> **What the exercise asks**: Could you copy out every line of the data where the word "source" occurs?

--- Data to examine Enclosed Below ---

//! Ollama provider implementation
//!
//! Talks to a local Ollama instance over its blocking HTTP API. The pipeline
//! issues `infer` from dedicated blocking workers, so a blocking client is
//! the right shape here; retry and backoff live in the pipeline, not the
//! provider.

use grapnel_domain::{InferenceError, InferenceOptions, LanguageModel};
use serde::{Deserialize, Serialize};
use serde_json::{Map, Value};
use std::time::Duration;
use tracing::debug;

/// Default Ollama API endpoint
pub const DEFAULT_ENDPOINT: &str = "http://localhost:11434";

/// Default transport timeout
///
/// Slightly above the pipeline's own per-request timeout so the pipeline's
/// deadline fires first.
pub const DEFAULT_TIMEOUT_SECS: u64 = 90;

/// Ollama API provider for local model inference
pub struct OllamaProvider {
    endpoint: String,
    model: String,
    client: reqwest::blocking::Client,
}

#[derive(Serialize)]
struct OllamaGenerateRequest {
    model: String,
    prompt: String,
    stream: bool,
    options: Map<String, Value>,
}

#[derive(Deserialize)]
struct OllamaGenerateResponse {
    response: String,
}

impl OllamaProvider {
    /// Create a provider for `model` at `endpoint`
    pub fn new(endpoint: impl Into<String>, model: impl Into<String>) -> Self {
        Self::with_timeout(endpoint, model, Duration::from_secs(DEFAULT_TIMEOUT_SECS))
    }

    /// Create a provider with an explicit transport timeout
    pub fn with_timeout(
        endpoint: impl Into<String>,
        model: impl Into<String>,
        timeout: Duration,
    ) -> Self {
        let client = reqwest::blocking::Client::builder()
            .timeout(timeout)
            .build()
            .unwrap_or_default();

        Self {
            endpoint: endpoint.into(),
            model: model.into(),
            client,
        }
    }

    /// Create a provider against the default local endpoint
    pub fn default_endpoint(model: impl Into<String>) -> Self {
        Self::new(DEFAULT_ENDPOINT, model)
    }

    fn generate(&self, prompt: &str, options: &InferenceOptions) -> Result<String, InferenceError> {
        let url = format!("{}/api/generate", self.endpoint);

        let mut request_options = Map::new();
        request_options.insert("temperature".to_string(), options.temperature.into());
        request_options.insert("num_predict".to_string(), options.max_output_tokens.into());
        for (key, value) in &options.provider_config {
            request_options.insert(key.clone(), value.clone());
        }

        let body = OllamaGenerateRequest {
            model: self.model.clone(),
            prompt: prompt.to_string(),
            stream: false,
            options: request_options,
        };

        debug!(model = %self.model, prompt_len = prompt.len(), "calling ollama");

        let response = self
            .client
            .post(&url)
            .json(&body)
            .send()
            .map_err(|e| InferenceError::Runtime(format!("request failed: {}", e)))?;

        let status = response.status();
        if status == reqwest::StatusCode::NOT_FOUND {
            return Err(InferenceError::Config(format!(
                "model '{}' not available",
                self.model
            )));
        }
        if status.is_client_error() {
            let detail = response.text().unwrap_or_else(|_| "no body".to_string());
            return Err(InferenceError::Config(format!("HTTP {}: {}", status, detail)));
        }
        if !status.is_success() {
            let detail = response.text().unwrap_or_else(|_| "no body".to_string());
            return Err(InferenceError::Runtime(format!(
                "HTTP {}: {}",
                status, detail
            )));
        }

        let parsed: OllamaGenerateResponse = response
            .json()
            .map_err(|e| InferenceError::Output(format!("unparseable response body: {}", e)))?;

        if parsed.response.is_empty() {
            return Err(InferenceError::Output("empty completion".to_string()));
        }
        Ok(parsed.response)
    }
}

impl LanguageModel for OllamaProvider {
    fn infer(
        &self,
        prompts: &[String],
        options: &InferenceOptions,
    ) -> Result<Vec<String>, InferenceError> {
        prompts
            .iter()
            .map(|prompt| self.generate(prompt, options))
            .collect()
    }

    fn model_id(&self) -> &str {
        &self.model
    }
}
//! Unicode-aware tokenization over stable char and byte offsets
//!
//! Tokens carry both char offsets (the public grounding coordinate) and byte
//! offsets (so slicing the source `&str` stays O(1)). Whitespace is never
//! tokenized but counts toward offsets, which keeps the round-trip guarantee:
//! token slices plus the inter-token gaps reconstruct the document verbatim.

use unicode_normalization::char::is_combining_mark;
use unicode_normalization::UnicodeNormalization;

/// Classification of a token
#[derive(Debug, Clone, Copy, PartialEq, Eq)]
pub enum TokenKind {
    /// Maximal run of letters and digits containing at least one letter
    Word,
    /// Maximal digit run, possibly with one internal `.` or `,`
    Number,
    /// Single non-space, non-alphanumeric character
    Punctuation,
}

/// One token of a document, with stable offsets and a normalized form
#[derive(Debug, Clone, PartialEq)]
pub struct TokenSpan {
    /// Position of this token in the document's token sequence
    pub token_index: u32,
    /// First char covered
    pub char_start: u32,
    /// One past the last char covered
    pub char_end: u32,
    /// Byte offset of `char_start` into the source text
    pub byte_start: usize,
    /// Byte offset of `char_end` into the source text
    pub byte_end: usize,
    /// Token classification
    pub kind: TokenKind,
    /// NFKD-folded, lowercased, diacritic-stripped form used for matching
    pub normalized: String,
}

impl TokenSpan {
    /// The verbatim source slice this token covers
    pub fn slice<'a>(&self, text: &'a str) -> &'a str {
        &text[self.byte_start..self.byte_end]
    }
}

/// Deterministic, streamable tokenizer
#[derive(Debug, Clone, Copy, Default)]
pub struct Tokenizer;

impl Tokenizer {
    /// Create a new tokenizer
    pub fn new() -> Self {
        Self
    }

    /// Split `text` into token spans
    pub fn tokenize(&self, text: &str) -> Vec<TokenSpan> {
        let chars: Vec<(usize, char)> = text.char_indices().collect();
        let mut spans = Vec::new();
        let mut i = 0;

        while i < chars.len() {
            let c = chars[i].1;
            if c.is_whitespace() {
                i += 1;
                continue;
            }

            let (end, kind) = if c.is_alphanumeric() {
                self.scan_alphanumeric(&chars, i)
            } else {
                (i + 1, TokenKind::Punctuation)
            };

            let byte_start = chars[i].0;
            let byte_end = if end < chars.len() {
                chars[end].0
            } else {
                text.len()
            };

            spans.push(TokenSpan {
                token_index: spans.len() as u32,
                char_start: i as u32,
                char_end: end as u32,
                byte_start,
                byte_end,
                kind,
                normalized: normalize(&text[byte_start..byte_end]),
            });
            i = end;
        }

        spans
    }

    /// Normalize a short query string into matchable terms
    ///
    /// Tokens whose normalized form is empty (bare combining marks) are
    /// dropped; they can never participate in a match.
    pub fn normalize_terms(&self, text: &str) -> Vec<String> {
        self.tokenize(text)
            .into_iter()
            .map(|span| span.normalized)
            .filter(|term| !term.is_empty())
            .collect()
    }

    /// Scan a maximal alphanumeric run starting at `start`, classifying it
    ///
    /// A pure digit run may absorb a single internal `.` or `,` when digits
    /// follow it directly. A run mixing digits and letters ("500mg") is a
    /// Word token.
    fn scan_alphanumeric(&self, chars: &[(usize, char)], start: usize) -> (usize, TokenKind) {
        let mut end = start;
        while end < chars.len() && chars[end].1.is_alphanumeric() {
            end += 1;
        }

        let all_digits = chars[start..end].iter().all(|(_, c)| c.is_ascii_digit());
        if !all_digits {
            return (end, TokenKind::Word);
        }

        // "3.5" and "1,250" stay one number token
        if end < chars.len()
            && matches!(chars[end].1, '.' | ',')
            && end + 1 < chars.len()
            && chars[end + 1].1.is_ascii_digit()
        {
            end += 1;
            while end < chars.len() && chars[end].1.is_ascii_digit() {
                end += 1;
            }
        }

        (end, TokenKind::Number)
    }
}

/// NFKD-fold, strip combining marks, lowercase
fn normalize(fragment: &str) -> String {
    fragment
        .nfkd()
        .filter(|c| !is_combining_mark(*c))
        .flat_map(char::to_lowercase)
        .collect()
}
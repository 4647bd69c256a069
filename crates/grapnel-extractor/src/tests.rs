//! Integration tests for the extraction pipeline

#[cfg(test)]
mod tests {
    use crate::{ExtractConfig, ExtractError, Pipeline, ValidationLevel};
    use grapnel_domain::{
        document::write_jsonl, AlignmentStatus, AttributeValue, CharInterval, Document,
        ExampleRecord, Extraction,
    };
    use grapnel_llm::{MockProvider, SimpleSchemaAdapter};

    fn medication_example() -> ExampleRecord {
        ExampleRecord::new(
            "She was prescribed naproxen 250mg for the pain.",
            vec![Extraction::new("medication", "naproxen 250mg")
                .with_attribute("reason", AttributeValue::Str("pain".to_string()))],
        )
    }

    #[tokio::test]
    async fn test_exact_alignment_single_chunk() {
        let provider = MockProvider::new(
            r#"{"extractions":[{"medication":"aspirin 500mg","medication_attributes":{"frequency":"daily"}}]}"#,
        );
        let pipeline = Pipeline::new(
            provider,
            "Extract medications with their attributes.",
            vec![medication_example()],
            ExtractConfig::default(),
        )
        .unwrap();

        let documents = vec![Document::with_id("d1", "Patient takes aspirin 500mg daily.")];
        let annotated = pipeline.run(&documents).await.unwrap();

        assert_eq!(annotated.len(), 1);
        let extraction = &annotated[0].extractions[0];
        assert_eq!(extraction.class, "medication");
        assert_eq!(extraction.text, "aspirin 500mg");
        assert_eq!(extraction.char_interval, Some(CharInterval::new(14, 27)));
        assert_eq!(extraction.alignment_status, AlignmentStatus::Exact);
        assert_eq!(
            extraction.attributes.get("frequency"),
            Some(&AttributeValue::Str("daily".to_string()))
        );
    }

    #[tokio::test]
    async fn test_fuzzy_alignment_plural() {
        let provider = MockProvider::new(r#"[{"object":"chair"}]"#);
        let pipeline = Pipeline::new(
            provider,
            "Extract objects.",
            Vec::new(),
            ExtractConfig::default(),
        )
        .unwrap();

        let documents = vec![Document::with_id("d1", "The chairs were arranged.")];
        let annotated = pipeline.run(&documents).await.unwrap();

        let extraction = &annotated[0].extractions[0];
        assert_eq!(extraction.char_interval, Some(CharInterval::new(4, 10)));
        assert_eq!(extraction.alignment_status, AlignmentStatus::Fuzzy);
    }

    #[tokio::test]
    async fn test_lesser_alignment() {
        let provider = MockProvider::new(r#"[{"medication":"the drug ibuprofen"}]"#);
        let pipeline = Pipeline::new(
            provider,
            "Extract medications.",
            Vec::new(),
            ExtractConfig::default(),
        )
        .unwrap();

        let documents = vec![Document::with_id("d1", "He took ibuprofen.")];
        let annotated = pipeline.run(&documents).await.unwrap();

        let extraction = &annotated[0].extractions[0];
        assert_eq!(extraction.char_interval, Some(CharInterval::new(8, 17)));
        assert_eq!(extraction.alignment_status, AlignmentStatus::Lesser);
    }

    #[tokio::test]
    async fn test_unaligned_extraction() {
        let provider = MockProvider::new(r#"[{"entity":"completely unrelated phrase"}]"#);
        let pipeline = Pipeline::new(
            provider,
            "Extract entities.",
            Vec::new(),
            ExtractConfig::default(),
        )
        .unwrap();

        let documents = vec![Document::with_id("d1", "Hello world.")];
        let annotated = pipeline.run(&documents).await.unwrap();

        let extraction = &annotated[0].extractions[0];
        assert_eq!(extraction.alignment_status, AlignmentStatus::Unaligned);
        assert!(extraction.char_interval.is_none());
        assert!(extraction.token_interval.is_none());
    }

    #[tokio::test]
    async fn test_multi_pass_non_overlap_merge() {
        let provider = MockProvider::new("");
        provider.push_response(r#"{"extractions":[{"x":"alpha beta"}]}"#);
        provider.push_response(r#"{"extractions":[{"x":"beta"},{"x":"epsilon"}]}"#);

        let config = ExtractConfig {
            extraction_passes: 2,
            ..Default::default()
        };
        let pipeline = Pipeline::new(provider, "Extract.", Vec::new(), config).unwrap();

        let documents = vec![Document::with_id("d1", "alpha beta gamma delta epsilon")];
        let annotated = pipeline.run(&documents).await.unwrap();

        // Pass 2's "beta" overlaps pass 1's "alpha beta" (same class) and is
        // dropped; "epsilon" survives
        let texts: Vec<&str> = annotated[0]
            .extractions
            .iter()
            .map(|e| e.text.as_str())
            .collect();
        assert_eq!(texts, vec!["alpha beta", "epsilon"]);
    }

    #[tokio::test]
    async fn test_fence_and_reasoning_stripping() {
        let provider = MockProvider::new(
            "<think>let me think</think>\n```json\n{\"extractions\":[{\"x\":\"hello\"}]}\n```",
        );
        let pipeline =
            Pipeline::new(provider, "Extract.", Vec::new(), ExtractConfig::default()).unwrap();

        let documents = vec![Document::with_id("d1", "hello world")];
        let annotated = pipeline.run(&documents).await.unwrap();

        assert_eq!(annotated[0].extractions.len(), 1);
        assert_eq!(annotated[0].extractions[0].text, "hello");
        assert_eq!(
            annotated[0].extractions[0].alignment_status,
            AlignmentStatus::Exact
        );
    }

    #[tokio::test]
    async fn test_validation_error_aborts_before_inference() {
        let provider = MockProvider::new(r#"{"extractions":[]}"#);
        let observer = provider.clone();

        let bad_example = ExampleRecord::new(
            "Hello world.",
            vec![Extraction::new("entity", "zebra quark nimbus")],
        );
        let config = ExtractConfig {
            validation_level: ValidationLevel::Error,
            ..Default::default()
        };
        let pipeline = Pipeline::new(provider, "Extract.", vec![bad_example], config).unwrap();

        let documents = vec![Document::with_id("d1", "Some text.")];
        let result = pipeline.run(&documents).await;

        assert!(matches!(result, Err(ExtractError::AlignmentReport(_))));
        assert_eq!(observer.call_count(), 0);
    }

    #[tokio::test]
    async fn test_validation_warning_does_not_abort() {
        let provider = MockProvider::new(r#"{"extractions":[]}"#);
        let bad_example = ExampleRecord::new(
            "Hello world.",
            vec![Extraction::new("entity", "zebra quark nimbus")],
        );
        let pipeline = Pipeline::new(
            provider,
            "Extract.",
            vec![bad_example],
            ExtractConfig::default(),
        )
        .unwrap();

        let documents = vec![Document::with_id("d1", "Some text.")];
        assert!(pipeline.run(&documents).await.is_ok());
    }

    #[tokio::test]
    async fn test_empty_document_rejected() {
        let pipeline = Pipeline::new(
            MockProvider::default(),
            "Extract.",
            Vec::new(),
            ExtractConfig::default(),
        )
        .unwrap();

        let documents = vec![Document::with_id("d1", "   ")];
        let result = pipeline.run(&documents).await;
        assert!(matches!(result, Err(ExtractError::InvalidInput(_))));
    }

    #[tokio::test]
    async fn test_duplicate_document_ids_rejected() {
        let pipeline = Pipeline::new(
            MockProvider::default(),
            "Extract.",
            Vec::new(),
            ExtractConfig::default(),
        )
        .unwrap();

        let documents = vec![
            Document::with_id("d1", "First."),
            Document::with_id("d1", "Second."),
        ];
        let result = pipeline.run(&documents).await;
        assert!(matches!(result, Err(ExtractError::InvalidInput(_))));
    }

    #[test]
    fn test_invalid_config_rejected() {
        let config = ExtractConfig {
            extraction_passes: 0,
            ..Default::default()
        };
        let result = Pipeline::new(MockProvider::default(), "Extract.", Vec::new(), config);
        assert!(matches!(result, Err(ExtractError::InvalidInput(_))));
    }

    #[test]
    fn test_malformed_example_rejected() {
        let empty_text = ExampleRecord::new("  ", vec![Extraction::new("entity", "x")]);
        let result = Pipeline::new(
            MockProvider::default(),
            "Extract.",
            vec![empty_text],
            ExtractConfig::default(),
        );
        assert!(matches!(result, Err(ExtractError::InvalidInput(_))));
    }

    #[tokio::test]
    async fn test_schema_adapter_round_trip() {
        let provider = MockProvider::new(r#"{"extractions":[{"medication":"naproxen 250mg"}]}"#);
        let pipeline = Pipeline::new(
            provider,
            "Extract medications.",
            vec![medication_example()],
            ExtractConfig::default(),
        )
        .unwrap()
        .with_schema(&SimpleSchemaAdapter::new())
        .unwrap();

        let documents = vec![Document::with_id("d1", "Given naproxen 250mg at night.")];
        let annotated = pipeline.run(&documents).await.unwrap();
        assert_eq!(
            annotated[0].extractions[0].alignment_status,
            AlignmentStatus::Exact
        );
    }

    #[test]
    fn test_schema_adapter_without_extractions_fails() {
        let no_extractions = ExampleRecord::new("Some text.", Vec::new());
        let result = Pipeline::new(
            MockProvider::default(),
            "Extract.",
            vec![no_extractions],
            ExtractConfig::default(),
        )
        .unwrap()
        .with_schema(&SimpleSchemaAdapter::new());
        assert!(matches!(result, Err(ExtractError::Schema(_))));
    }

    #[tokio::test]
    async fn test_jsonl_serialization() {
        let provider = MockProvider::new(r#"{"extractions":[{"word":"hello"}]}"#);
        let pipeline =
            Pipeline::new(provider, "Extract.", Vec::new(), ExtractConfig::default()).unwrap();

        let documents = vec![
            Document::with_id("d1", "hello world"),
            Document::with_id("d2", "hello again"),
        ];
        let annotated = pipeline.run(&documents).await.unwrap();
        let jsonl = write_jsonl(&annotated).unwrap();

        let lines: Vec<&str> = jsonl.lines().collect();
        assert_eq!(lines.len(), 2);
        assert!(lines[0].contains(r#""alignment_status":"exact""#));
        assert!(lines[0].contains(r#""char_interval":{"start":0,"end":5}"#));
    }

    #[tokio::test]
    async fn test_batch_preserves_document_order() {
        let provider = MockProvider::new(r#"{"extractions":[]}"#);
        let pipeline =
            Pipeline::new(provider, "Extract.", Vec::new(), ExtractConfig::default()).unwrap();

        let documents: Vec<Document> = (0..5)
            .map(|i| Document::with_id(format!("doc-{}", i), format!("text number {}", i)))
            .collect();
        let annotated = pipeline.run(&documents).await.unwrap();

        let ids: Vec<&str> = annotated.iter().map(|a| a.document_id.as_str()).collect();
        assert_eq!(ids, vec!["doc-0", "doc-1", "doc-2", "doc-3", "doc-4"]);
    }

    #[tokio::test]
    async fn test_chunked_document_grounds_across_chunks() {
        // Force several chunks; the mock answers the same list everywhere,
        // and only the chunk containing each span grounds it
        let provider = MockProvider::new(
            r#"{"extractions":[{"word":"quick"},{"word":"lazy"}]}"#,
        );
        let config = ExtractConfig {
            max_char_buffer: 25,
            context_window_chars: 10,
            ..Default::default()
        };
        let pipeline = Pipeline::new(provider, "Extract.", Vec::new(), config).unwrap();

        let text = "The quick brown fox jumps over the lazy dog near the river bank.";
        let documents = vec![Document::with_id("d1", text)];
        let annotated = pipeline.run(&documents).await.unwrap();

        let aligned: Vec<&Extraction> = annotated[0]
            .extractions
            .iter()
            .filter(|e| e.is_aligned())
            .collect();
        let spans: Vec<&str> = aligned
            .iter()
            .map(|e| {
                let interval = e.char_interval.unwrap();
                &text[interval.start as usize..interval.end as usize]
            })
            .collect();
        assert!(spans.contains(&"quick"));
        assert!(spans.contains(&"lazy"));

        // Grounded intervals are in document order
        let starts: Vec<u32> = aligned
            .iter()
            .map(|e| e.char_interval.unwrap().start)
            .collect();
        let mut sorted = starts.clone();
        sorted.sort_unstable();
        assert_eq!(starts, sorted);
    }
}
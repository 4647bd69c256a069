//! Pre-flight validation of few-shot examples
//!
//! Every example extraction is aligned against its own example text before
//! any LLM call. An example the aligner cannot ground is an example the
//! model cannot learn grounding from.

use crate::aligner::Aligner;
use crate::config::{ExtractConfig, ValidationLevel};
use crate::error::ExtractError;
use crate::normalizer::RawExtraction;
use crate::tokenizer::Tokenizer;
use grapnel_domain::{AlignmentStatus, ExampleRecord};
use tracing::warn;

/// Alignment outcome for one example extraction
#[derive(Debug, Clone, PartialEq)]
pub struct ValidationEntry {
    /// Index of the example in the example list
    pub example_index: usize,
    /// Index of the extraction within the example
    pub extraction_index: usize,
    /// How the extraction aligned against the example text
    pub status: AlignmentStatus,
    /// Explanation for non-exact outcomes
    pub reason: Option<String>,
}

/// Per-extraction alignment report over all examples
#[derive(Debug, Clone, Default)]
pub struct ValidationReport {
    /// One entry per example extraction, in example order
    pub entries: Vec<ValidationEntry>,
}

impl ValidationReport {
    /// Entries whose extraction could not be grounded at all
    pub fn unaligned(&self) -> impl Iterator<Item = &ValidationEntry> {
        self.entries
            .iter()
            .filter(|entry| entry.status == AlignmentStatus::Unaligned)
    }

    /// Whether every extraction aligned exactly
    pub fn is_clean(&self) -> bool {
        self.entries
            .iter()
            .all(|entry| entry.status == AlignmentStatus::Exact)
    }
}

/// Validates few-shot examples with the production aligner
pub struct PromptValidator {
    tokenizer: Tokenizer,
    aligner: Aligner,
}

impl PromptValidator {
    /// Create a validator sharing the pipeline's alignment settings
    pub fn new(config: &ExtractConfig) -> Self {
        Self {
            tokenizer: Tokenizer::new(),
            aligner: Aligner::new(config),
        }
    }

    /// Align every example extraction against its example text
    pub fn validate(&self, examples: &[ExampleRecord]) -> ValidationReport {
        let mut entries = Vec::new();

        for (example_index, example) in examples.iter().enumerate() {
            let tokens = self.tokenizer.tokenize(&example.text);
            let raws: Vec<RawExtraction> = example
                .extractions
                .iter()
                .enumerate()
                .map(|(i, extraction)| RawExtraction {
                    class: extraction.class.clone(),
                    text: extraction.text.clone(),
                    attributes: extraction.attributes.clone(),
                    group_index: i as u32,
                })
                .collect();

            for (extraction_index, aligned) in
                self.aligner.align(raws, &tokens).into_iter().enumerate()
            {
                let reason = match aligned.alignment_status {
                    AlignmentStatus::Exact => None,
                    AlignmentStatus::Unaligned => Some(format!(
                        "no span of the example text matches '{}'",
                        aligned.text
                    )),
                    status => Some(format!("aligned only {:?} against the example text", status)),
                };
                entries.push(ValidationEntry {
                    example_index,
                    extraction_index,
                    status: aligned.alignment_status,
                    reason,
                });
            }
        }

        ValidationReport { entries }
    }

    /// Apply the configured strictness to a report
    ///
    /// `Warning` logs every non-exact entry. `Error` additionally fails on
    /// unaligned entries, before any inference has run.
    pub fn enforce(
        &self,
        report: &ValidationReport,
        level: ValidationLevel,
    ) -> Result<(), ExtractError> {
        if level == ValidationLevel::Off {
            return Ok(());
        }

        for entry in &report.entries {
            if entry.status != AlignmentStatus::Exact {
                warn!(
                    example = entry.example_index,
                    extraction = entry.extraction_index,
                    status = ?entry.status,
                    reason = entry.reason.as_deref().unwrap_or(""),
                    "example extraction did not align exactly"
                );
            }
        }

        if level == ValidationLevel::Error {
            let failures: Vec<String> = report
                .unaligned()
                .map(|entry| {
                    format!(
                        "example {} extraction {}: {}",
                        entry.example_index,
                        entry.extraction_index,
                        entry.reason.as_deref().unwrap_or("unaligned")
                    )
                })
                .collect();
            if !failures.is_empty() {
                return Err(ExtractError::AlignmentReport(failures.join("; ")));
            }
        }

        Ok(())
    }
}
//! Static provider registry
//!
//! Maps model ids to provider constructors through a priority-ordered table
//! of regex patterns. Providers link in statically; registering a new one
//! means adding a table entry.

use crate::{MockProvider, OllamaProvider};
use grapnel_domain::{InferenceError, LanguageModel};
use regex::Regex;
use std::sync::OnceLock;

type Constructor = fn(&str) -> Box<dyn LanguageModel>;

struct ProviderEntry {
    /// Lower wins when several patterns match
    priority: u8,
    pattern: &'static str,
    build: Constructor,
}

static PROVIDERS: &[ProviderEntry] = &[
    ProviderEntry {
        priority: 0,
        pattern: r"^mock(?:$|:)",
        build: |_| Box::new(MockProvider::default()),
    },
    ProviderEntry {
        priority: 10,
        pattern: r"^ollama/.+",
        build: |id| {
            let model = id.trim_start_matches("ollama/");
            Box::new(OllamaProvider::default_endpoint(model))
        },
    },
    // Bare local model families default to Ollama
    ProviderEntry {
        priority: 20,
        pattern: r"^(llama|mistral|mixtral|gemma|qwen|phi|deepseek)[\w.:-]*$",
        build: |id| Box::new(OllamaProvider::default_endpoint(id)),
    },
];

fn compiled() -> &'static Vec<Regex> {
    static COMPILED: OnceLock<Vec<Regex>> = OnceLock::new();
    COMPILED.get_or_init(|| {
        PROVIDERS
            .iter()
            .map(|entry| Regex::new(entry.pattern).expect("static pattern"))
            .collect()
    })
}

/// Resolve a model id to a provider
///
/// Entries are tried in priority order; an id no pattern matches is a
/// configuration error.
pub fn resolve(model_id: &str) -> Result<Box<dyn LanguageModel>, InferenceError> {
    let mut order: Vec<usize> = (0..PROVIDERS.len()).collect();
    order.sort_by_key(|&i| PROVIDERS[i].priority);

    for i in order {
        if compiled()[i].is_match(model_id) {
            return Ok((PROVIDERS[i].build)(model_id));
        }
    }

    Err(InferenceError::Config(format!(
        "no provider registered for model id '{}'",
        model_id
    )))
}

--- End of Enclosed Data to examine ---

> **Completed task**:
//! offsets (so slicing the source `&str` stays O(1)). Whitespace is never
    /// Byte offset of `char_start` into the source text
    /// Byte offset of `char_end` into the source text
    /// The verbatim source slice this token covers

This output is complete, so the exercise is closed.